I had a professor once who said “the novel will teach you what you need to know”, and I have found a lot of truth in that. Write a lot. Write and don’t look at it again. Read books and copy them. Write fragments and half stories, poetry. Above all, you need to focus on momentum and velocity, your goal is to keep moving. The biggest threat to aspiring writers is that you stop writing. Thus you must remove the primary causes of stopping writing, which include, primarily, self-castigation that one is not living up to a story they made up in their head about their own magical writing capabilities. This also means endeavoring as best as possible to put ego and expectation aside. During the early stages of my rehabilitation I simply told myself not to worry at all about what it looked like, but to write for a year, and reserve judgement until the conclusion of that year. And at the end of that year, taking stock, I was well pleased, well on my way. 

Aspiring writers are all guilty of imagining that they will sit down and write brilliant words on first try. But this is not even true for most of the greats. Hemingway used to hand-copy The Great Gatsby over and over in order to learn how to write. So the first thing you need to do is neglect that sensation entirely. If you have in your mind to write The Next Great American Novel, do NOT start with the idea you have for that. If you must see some Great Work in your mind, then do not use it for your first attempts to build a writing practice. Save the true desires of the heart for when they can be manifested. And remember that that is indeed your goal: to BUILD A WRITING PRACTICE and to start on a TRAJECTORY OF WRITING DEVELOPMENT. NOT to “write amazing stuff”. You MUST change your orientation from your goal being to “write a groundbreaking piece of literature” or something of the sort; this will stop your progression. When you are ready to do that masterpiece, you will know; and now, at the beginning, is not that time. See your writing practice over a long time horizon. People publish their first book in the 60s, even later. Please keep in mind the time horizons under which great writing unfolds, and know that that is the collective wisdom of generations of writers.  

So. I suggest that at least for the first time period, 9 months to a year, that you focus on volume. You will learn just by writing, without agonizing over its quality, or trying to save something that you are doing in the infancy of your writing practice. 

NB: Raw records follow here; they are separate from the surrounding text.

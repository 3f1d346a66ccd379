//! MIME type detection module
//!
//! Content types are derived from the request URL, not from the file that is
//! finally served: `/` serves `index.html` but is typed by its URL.
//! A few suffixes are fixed ahead of the generic [`MimeLookup`].

/// Used when the generic lookup has nothing usable
pub const FALLBACK_CONTENT_TYPE: &str = "application/octet-stream";

/// Best guess for one extension
#[derive(Debug, Clone, Copy, PartialEq, Eq)]
pub struct MimeGuess {
    pub essence: &'static str,
    /// Character-encoding hint, rendered as `; charset=...`
    pub charset: Option<&'static str>,
}

impl MimeGuess {
    pub const fn new(essence: &'static str) -> Self {
        Self {
            essence,
            charset: None,
        }
    }

    pub const fn text(essence: &'static str) -> Self {
        Self {
            essence,
            charset: Some("utf-8"),
        }
    }

    /// Value for the `Content-type` header
    pub fn header_value(&self) -> String {
        match self.charset {
            Some(charset) => format!("{}; charset={charset}", self.essence),
            None => self.essence.to_string(),
        }
    }
}

/// Extension to MIME type lookup
pub trait MimeLookup: Send + Sync {
    /// `extension` has no leading dot
    fn guess(&self, extension: &str) -> Option<MimeGuess>;
}

/// Built-in table of common web types
#[derive(Debug, Default, Clone, Copy)]
pub struct ExtensionTable;

impl MimeLookup for ExtensionTable {
    fn guess(&self, extension: &str) -> Option<MimeGuess> {
        let guess = match extension.to_ascii_lowercase().as_str() {
            // Text
            "html" | "htm" => MimeGuess::new("text/html"),
            "css" => MimeGuess::new("text/css"),
            "txt" | "md" => MimeGuess::text("text/plain"),
            "csv" => MimeGuess::text("text/csv"),
            "xml" => MimeGuess::new("application/xml"),

            // JavaScript/WASM
            "js" | "mjs" => MimeGuess::new("application/javascript"),
            "json" | "map" => MimeGuess::new("application/json"),
            "webmanifest" => MimeGuess::new("application/manifest+json"),
            "wasm" => MimeGuess::new("application/wasm"),

            // Images
            "png" => MimeGuess::new("image/png"),
            "jpg" | "jpeg" => MimeGuess::new("image/jpeg"),
            "gif" => MimeGuess::new("image/gif"),
            "svg" => MimeGuess::new("image/svg+xml"),
            "ico" => MimeGuess::new("image/x-icon"),
            "webp" => MimeGuess::new("image/webp"),
            "avif" => MimeGuess::new("image/avif"),

            // Video
            "mp4" => MimeGuess::new("video/mp4"),
            "webm" => MimeGuess::new("video/webm"),
            "ogv" => MimeGuess::new("video/ogg"),

            // Audio
            "mp3" => MimeGuess::new("audio/mpeg"),
            "wav" => MimeGuess::new("audio/wav"),
            "ogg" => MimeGuess::new("audio/ogg"),

            // Fonts
            "woff" => MimeGuess::new("font/woff"),
            "woff2" => MimeGuess::new("font/woff2"),
            "ttf" => MimeGuess::new("font/ttf"),
            "otf" => MimeGuess::new("font/otf"),

            // Documents
            "pdf" => MimeGuess::new("application/pdf"),
            "zip" => MimeGuess::new("application/zip"),
            "gz" => MimeGuess::new("application/gzip"),

            _ => return None,
        };
        Some(guess)
    }
}

/// Content type for a request URL path
///
/// Precedence: `.js`, `.css`, then `.html` / trailing `/` / no extension as
/// `text/html`, then `lookup`, then [`FALLBACK_CONTENT_TYPE`]. Never empty.
pub fn content_type_for(url_path: &str, lookup: &dyn MimeLookup) -> String {
    if url_path.ends_with(".js") {
        return "application/javascript".to_string();
    }
    if url_path.ends_with(".css") {
        return "text/css".to_string();
    }
    if url_path.ends_with(".html") || url_path.ends_with('/') {
        return "text/html".to_string();
    }

    let Some(extension) = extension_of(url_path) else {
        return "text/html".to_string();
    };

    lookup
        .guess(extension)
        .filter(|guess| !guess.essence.is_empty())
        .map_or_else(|| FALLBACK_CONTENT_TYPE.to_string(), |guess| guess.header_value())
}

/// Extension of the last path segment, ignoring dotfiles like `.env`
fn extension_of(url_path: &str) -> Option<&str> {
    let segment = url_path.rsplit('/').next().unwrap_or(url_path);
    segment
        .rsplit_once('.')
        .filter(|(stem, ext)| !stem.is_empty() && !ext.is_empty())
        .map(|(_, ext)| ext)
}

I *do*, however, encourage publishing if you are able to put the fear and ego enough aside to do it. Yes, even if it’s crap. If you don’t want to put it on your main account, create an alt, start making some writer friends, other ones who are about as amateur as you, and start publishing your work on a blog. Even having a few readers is excellent and a joy to cherish; in this age of mass consumption and virality as the measure of success, it is too easy to forget the greatness of being read even by a single other person, and what they will hopefully gain from it. 

If you want to write, like for real, you need to chill the fuck out and reduce the pressure enough that you are able to mentally survive the early years of poorly work, in exchange for a later gift.